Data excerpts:
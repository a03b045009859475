use anyhow::Context;
use jsonwebtoken::{decode, encode, Algorithm, DecodingKey, EncodingKey, Header, Validation};
use thiserror::Error;
use time::{Duration, OffsetDateTime};
use tracing::debug;
use uuid::Uuid;

use super::claims::Claims;
use crate::config::JwtConfig;

/// Every reason a token can be rejected collapses into this.
#[derive(Debug, Error, Clone, Copy, PartialEq, Eq)]
#[error("invalid or expired token")]
pub struct InvalidToken;

/// Issues and verifies the bearer tokens handed out at signup and signin.
#[derive(Clone)]
pub struct TokenService {
    encoding: EncodingKey,
    decoding: DecodingKey,
    algorithm: Algorithm,
    issuer: String,
    audience: String,
    ttl: Duration,
}

impl TokenService {
    pub fn new(cfg: &JwtConfig) -> Self {
        Self {
            encoding: EncodingKey::from_secret(cfg.secret.as_bytes()),
            decoding: DecodingKey::from_secret(cfg.secret.as_bytes()),
            algorithm: cfg.algorithm,
            issuer: cfg.issuer.clone(),
            audience: cfg.audience.clone(),
            ttl: Duration::minutes(cfg.ttl_minutes),
        }
    }

    /// Signs a token for `subject` that lives for the configured TTL.
    pub fn issue_default(&self, subject: Uuid, role: Option<&str>) -> anyhow::Result<String> {
        self.issue(subject, role, self.ttl)
    }

    pub fn issue(&self, subject: Uuid, role: Option<&str>, ttl: Duration) -> anyhow::Result<String> {
        let now = OffsetDateTime::now_utc();
        let exp = now
            .checked_add(ttl)
            .context("token expiry is out of range")?;
        let claims = Claims {
            sub: subject,
            role: role.map(str::to_owned),
            iat: now.unix_timestamp(),
            exp: exp.unix_timestamp(),
            iss: self.issuer.clone(),
            aud: self.audience.clone(),
        };
        let token = encode(&Header::new(self.algorithm), &claims, &self.encoding)?;
        debug!(user_id = %subject, exp = claims.exp, "jwt signed");
        Ok(token)
    }

    pub fn verify(&self, token: &str) -> Result<Claims, InvalidToken> {
        let mut validation = Validation::new(self.algorithm);
        validation.leeway = 0;
        validation.set_audience(std::slice::from_ref(&self.audience));
        validation.set_issuer(std::slice::from_ref(&self.issuer));
        let data = decode::<Claims>(token, &self.decoding, &validation).map_err(|e| {
            debug!(error = %e, "jwt rejected");
            InvalidToken
        })?;

        // The library accepts a token during its expiry second; we do not.
        if data.claims.exp <= OffsetDateTime::now_utc().unix_timestamp() {
            debug!(user_id = %data.claims.sub, "jwt expired");
            return Err(InvalidToken);
        }
        debug!(user_id = %data.claims.sub, "jwt verified");
        Ok(data.claims)
    }
}
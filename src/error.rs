use axum::{
    http::StatusCode,
    response::{IntoResponse, Response},
    Json,
};
use serde::Serialize;
use thiserror::Error;
use tracing::error;

/// Failures reported by the account and catalog stores.
#[derive(Debug, Error)]
pub enum StoreError {
    #[error("email already registered")]
    DuplicateEmail,
    #[error("record not found")]
    NotFound,
    #[error("database error: {0}")]
    Database(#[from] sqlx::Error),
}

/// A single rejected input field.
#[derive(Debug, Clone, Serialize, PartialEq, Eq)]
pub struct FieldError {
    pub field: &'static str,
    pub message: String,
}

#[derive(Debug, Error)]
pub enum AppError {
    /// `fields` is `None` when detail is withheld (production).
    #[error("validation failed")]
    Validation { fields: Option<Vec<FieldError>> },
    #[error("email already registered")]
    DuplicateEmail,
    #[error("invalid credentials")]
    InvalidCredentials,
    #[error("unauthorized: {0}")]
    Unauthorized(&'static str),
    #[error("{0} not found")]
    NotFound(&'static str),
    #[error("request deadline exceeded")]
    Timeout,
    #[error("internal error: {0}")]
    Internal(#[from] anyhow::Error),
}

pub type AppResult<T> = Result<T, AppError>;

#[derive(Debug, Serialize)]
pub struct ErrorResponse {
    pub error: &'static str,
    pub message: String,
    #[serde(skip_serializing_if = "Option::is_none")]
    pub details: Option<serde_json::Value>,
}

impl AppError {
    pub fn validation(fields: Vec<FieldError>, expose_details: bool) -> Self {
        Self::Validation {
            fields: expose_details.then_some(fields),
        }
    }

    pub fn status(&self) -> StatusCode {
        match self {
            AppError::Validation { .. } | AppError::DuplicateEmail => StatusCode::BAD_REQUEST,
            AppError::InvalidCredentials | AppError::Unauthorized(_) => StatusCode::UNAUTHORIZED,
            AppError::NotFound(_) => StatusCode::NOT_FOUND,
            AppError::Timeout => StatusCode::SERVICE_UNAVAILABLE,
            AppError::Internal(_) => StatusCode::INTERNAL_SERVER_ERROR,
        }
    }
}

impl From<StoreError> for AppError {
    fn from(e: StoreError) -> Self {
        match e {
            StoreError::DuplicateEmail => AppError::DuplicateEmail,
            StoreError::NotFound => AppError::NotFound("record"),
            StoreError::Database(e) => AppError::Internal(anyhow::Error::new(e).context("store")),
        }
    }
}

impl IntoResponse for AppError {
    fn into_response(self) -> Response {
        let status = self.status();
        let body = match self {
            AppError::Validation { fields } => ErrorResponse {
                error: "VALIDATION_ERROR",
                message: "Invalid request".into(),
                details: fields.map(|f| serde_json::json!({ "fields": f })),
            },
            AppError::DuplicateEmail => ErrorResponse {
                error: "DUPLICATE_EMAIL",
                message: "Email already registered".into(),
                details: None,
            },
            AppError::InvalidCredentials => ErrorResponse {
                error: "INVALID_CREDENTIALS",
                message: "Invalid credentials".into(),
                details: None,
            },
            AppError::Unauthorized(reason) => ErrorResponse {
                error: "UNAUTHORIZED",
                message: reason.into(),
                details: None,
            },
            AppError::NotFound(what) => ErrorResponse {
                error: "NOT_FOUND",
                message: format!("{what} not found"),
                details: None,
            },
            AppError::Timeout => ErrorResponse {
                error: "TIMEOUT",
                message: "Request took too long to complete".into(),
                details: None,
            },
            AppError::Internal(e) => {
                error!(error = ?e, "request failed");
                ErrorResponse {
                    error: "INTERNAL_ERROR",
                    message: "An internal server error occurred".into(),
                    details: None,
                }
            }
        };
        (status, Json(body)).into_response()
    }
}
use serde::{Deserialize, Serialize};
use uuid::Uuid;

/// Role carried by every token issued at signup and signin.
pub const USER_ROLE: &str = "user";

/// JWT payload used for authentication.
#[derive(Debug, Clone, Serialize, Deserialize, PartialEq, Eq)]
pub struct Claims {
    pub sub: Uuid,      // user ID
    #[serde(default, skip_serializing_if = "Option::is_none")]
    pub role: Option<String>,
    pub iat: i64,       // issued at (unix timestamp)
    pub exp: i64,       // expires at (unix timestamp)
    pub iss: String,    // issuer
    pub aud: String,    // audience
}
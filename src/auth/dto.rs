use serde::{Deserialize, Serialize};
use uuid::Uuid;

use super::repo_types::User;

/// Request body for `POST /signup`.
#[derive(Debug, Deserialize)]
pub struct SignupRequest {
    pub name: String,
    pub email: String,
    pub password: String,
}

/// Request body for `POST /signin`.
#[derive(Debug, Deserialize)]
pub struct SigninRequest {
    pub email: String,
    pub password: String,
}

#[derive(Debug, Serialize, Deserialize)]
pub struct TokenResponse {
    pub token: String,
}

/// Public part of the user returned to the client.
#[derive(Debug, Serialize, Deserialize, PartialEq, Eq)]
pub struct PublicUser {
    pub id: Uuid,
    pub email: String,
    pub name: String,
}

impl From<User> for PublicUser {
    fn from(u: User) -> Self {
        Self {
            id: u.id,
            email: u.email,
            name: u.name,
        }
    }
}

#[derive(Debug, Serialize, Deserialize)]
#[serde(rename_all = "camelCase")]
pub struct UsersResponse {
    pub users_data: Vec<PublicUser>,
}
use async_trait::async_trait;
use axum::extract::{rejection::JsonRejection, FromRequest, Request};
use lazy_static::lazy_static;
use regex::Regex;
use serde::de::DeserializeOwned;
use tracing::warn;

use crate::{
    error::{AppError, FieldError},
    state::AppState,
};

pub const MIN_PASSWORD_LEN: usize = 8;

pub(crate) fn is_valid_email(email: &str) -> bool {
    lazy_static! {
        static ref EMAIL_RE: Regex = Regex::new(r"^[^@\s]+@[^@\s]+\.[^@\s]+$").unwrap();
    }
    EMAIL_RE.is_match(email)
}

/// Collects field errors for one request body.
#[derive(Debug, Default)]
pub struct Checks {
    errors: Vec<FieldError>,
}

impl Checks {
    pub fn new() -> Self {
        Self::default()
    }

    pub fn require(&mut self, ok: bool, field: &'static str, message: &str) -> &mut Self {
        if !ok {
            self.errors.push(FieldError {
                field,
                message: message.to_string(),
            });
        }
        self
    }

    pub fn not_blank(&mut self, value: &str, field: &'static str) -> &mut Self {
        self.require(!value.trim().is_empty(), field, "must not be empty")
    }

    pub fn email(&mut self, value: &str, field: &'static str) -> &mut Self {
        self.require(is_valid_email(value), field, "must be a valid email address")
    }

    /// Returns the collected errors, if any, as a validation failure.
    pub fn finish(&mut self, state: &AppState) -> Result<(), AppError> {
        if self.errors.is_empty() {
            return Ok(());
        }
        let fields = std::mem::take(&mut self.errors);
        warn!(fields = ?fields.iter().map(|f| f.field).collect::<Vec<_>>(), "validation failed");
        Err(AppError::validation(
            fields,
            state.config.exposes_error_details(),
        ))
    }
}

/// JSON body extractor whose rejections use the API error format.
pub struct ApiJson<T>(pub T);

#[async_trait]
impl<T> FromRequest<AppState> for ApiJson<T>
where
    T: DeserializeOwned,
{
    type Rejection = AppError;

    async fn from_request(req: Request, state: &AppState) -> Result<Self, Self::Rejection> {
        match axum::Json::<T>::from_request(req, state).await {
            Ok(axum::Json(value)) => Ok(ApiJson(value)),
            Err(rejection) => Err(json_rejection(rejection, state)),
        }
    }
}

fn json_rejection(rejection: JsonRejection, state: &AppState) -> AppError {
    warn!(error = %rejection.body_text(), "rejected request body");
    AppError::validation(
        vec![FieldError {
            field: "body",
            message: rejection.body_text(),
        }],
        state.config.exposes_error_details(),
    )
}
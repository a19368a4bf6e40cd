// # IP Fetcher Trait
//
// Defines the interface for asking a single public IP lookup service
// which address the caller appears to come from.
//
// ## Implementations
//
// - HTTP GET: `dyndns-ip-http` crate
//
// ## Usage
//
// ```rust,ignore
// use dyndns_core::IpFetcher;
// use tokio_util::sync::CancellationToken;
//
// #[tokio::main]
// async fn main() -> anyhow::Result<()> {
//     let fetcher = /* IpFetcher implementation */;
//     let cancel = CancellationToken::new();
//
//     let body = fetcher.fetch("https://api.ipify.org", &cancel).await?;
//     println!("raw answer: {body}");
//
//     Ok(())
// }
// ```

use async_trait::async_trait;
use tokio_util::sync::CancellationToken;

/// Trait for public IP lookup implementations
///
/// A fetcher performs exactly one request against one endpoint and hands
/// back the body untouched. Sanitizing and parsing the body, choosing a
/// winner between endpoints and cancelling the losers all belong to the
/// race in the core crate.
///
/// # Thread Safety
///
/// The race issues every request concurrently through a single shared
/// fetcher, so implementations must be `Send + Sync`.
///
/// # Trust Level: Untrusted
///
/// ## Allowed Capabilities
/// - ✅ One HTTP/HTTPS request to the given endpoint
/// - ✅ Return the response body or an error
///
/// ## Forbidden Capabilities
/// - ❌ Spawn tasks or threads
/// - ❌ Retry or back off (a failed endpoint simply loses the race)
/// - ❌ Parse or validate the address
/// - ❌ Outlive the cancellation token
#[async_trait]
pub trait IpFetcher: Send + Sync {
    /// Fetch the response body of one lookup endpoint
    ///
    /// # Cancellation
    ///
    /// Once `cancel` fires the implementation must stop waiting on the
    /// network and return [`Error::Cancelled`](crate::Error::Cancelled).
    ///
    /// # Returns
    ///
    /// - `Ok(String)`: Raw body of a successful response
    /// - `Err(Error)`: Transport failure, non-success status or cancellation
    async fn fetch(
        &self,
        endpoint: &str,
        cancel: &CancellationToken,
    ) -> Result<String, crate::Error>;
}
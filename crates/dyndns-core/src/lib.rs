// # dyndns-core
//
// Core library for the one-shot dynamic DNS reconciler.
//
// ## Architecture Overview
//
// This library provides the core functionality for keeping one A record
// pointed at the host's public address:
// - **IpFetcher**: Trait for querying one public IP lookup service
// - **RecordApi**: Trait for looking up and rewriting a record via a provider API
// - **RecordResolver**: Trait for resolving the published record locally
// - **Reconciler**: Races the lookups, compares, and writes only on divergence
//
// ## Design Principles
//
// 1. **Separation of Concerns**: Core logic is separate from implementations
// 2. **Stateless**: Nothing persists between runs; every run starts fresh
// 3. **Bounded**: One cancellation token and one deadline govern every request
// 4. **Library-First**: All core functionality can be used as a library

pub mod traits;
pub mod engine;
pub mod config;
pub mod context;
pub mod error;
pub mod events;
pub mod race;
pub mod resolver;

// Re-export core types for convenience
pub use traits::{IpFetcher, RecordApi, RecordResolver};
pub use engine::Reconciler;
pub use config::{AuthToken, DdnsConfig, EngineConfig, ProviderConfig};
pub use context::RunContext;
pub use error::{Error, Result};
pub use events::{EventSink, RunEvent, RunOutcome};
pub use race::{parse_public_ip, sanitize_ip_response};
pub use resolver::SystemResolver;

About this exercise> Checking each line of the data, count the ones containing "Header", and give only that count.

Result below> 2